==== Task material

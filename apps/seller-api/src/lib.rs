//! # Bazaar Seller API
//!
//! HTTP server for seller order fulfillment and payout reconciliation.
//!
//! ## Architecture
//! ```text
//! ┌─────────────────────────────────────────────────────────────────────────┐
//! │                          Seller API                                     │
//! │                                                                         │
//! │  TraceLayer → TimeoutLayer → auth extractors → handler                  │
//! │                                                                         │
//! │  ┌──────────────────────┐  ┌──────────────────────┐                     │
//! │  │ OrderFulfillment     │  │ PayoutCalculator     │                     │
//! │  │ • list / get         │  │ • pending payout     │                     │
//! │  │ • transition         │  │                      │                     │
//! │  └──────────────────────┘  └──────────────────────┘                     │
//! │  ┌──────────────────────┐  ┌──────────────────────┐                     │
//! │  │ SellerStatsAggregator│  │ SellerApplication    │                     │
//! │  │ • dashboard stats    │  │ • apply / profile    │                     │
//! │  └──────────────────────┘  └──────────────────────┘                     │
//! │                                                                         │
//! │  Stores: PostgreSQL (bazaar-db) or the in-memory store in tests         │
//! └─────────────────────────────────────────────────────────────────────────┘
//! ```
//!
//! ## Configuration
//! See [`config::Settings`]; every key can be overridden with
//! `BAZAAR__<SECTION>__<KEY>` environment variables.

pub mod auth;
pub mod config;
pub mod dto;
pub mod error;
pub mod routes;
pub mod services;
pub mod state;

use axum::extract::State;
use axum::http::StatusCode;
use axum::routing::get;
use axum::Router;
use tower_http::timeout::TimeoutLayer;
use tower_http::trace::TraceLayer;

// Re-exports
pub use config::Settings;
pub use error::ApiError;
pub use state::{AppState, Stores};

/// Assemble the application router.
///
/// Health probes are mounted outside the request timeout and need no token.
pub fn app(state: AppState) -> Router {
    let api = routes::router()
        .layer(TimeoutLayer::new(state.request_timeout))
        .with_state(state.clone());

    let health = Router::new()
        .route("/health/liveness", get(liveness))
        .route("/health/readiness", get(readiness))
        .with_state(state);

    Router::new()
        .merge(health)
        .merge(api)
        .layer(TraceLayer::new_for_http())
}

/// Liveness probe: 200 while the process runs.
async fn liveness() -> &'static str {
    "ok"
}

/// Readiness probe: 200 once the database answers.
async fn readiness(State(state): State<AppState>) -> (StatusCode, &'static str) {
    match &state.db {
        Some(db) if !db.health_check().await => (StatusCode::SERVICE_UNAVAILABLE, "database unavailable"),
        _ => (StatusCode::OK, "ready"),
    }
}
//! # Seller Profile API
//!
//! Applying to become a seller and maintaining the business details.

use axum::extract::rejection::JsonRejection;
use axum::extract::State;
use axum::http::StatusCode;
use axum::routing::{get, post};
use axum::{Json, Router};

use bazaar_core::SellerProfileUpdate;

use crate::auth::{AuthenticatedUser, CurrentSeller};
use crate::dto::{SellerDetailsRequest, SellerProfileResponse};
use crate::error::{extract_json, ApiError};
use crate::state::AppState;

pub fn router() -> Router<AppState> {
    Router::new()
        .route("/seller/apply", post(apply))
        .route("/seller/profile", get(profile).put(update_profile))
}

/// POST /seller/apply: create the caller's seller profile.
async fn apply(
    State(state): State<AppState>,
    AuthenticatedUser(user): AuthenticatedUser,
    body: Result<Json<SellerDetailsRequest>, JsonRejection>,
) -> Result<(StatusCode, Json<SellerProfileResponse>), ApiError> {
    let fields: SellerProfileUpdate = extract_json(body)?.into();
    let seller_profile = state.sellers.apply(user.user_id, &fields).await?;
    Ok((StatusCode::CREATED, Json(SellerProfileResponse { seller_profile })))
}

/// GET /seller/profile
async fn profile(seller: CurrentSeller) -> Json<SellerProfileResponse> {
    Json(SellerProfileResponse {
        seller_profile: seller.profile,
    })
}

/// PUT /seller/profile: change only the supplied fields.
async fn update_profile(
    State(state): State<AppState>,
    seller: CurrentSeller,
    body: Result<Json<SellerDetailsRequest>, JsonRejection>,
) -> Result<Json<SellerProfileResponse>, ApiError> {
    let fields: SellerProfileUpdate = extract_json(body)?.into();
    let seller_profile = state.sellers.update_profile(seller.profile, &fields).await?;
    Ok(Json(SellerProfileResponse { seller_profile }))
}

========
==== Task material

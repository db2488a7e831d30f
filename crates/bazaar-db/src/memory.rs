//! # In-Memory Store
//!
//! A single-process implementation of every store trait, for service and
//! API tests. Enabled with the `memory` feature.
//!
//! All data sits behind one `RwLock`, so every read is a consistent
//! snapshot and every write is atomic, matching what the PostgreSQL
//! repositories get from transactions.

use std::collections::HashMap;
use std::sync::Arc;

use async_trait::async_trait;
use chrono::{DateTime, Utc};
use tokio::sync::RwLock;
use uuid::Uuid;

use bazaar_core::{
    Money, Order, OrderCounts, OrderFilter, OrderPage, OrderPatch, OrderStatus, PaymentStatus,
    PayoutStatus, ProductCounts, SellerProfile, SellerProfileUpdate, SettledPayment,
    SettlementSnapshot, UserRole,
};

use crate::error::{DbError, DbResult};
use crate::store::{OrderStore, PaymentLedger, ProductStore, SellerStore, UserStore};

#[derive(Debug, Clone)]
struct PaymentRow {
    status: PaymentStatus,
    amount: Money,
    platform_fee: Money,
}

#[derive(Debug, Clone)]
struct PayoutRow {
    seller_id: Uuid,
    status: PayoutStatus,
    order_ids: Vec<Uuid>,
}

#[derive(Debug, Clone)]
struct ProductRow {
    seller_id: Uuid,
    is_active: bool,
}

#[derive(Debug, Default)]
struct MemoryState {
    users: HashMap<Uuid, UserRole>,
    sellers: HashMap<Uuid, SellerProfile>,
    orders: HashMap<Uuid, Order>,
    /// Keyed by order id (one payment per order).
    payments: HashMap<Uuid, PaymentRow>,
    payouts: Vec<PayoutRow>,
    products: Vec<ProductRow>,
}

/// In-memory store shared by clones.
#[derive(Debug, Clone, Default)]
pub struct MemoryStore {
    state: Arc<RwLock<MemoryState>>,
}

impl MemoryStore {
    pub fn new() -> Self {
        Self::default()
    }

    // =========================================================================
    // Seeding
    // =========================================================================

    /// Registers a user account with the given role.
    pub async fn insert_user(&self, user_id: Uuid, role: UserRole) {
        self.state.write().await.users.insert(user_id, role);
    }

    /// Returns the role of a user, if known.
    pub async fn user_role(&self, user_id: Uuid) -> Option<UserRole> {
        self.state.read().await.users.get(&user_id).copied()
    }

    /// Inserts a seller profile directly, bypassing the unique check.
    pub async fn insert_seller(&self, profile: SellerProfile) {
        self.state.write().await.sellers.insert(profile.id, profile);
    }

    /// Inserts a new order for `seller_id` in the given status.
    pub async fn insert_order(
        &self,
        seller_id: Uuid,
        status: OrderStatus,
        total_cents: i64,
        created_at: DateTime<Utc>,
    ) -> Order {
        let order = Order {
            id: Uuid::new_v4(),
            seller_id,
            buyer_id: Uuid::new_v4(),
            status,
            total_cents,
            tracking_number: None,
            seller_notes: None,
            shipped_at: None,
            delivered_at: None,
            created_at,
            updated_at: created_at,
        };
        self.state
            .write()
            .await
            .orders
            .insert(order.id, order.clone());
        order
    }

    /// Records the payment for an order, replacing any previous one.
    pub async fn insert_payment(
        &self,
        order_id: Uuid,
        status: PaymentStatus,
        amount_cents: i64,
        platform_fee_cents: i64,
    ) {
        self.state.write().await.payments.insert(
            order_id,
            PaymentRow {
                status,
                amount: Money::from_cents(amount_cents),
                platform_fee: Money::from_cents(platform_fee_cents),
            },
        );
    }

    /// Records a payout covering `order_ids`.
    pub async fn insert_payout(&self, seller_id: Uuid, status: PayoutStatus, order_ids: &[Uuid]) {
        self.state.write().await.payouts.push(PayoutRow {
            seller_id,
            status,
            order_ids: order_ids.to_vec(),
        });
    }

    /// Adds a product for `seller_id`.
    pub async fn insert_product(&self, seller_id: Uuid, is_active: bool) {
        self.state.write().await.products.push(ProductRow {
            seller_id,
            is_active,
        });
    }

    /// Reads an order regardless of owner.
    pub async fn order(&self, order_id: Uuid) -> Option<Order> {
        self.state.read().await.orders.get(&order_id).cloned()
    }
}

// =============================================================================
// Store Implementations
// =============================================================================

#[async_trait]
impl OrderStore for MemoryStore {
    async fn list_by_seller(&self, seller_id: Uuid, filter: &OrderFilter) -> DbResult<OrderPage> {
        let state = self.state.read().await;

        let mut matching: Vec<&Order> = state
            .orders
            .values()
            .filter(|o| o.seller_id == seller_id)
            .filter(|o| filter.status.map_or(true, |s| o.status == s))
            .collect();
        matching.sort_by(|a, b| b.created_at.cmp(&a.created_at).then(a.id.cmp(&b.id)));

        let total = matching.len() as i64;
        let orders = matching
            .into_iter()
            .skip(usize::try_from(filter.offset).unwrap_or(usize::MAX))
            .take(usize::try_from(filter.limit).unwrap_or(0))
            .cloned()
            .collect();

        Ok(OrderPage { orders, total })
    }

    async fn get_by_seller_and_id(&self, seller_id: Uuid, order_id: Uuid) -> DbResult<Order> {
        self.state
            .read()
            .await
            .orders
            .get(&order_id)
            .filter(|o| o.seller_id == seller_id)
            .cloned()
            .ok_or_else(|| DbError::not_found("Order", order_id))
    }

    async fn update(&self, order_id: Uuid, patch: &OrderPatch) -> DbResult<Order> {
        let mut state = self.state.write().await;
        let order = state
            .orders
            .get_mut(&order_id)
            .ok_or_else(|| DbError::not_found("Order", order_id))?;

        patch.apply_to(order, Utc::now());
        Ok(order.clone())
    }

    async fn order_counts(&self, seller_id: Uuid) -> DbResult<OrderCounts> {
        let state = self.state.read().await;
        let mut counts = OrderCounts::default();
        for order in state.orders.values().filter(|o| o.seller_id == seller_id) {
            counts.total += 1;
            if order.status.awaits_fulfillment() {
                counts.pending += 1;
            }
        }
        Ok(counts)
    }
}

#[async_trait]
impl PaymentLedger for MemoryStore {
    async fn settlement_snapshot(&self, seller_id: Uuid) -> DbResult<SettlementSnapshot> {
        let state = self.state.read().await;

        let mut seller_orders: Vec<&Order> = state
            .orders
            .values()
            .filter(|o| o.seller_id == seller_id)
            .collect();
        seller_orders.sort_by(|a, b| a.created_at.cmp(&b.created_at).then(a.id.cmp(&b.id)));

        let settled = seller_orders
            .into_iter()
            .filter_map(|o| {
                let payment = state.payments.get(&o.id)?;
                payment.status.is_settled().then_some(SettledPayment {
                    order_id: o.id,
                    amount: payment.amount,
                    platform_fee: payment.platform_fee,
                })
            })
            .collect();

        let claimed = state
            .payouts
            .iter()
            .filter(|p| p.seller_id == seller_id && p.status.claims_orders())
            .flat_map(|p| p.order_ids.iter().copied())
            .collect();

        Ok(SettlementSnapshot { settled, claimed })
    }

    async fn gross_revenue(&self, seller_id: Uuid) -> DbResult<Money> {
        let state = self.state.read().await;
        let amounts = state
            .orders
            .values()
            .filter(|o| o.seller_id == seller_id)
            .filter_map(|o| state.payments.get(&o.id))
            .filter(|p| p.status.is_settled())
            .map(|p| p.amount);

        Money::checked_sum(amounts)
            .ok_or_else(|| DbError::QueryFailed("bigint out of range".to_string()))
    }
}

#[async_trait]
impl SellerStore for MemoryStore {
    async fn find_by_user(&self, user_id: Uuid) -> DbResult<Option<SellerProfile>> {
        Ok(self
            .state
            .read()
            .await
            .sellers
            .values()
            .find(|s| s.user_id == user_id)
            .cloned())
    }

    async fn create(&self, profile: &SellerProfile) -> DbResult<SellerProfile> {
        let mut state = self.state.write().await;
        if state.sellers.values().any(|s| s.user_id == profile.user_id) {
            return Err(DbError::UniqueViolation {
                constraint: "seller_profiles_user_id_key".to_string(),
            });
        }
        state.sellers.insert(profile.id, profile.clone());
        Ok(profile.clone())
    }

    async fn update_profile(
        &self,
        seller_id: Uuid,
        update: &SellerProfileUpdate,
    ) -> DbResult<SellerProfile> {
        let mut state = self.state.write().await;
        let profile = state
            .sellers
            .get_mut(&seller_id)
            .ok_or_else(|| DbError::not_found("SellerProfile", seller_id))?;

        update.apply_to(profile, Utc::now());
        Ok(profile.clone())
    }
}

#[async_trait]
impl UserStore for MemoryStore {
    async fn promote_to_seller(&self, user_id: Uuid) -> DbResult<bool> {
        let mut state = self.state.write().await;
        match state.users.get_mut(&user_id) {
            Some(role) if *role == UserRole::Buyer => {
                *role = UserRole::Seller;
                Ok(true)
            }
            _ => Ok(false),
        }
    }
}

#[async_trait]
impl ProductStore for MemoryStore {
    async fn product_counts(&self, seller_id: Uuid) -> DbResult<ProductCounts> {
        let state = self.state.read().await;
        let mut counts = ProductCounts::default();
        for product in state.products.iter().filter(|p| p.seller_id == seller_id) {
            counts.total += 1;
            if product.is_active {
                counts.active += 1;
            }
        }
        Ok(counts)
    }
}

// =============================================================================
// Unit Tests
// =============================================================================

========

[About this task] Copy out, word for word, the part of the entries above that begins at the line with "the given status." and ends at the line with "let order = Order", including both.

[Exercise answer]
    /// Inserts a new order for `seller_id` in the given status.
    pub async fn insert_order(
        &self,
        seller_id: Uuid,
        status: OrderStatus,
        total_cents: i64,
        created_at: DateTime<Utc>,
    ) -> Order {
        let order = Order {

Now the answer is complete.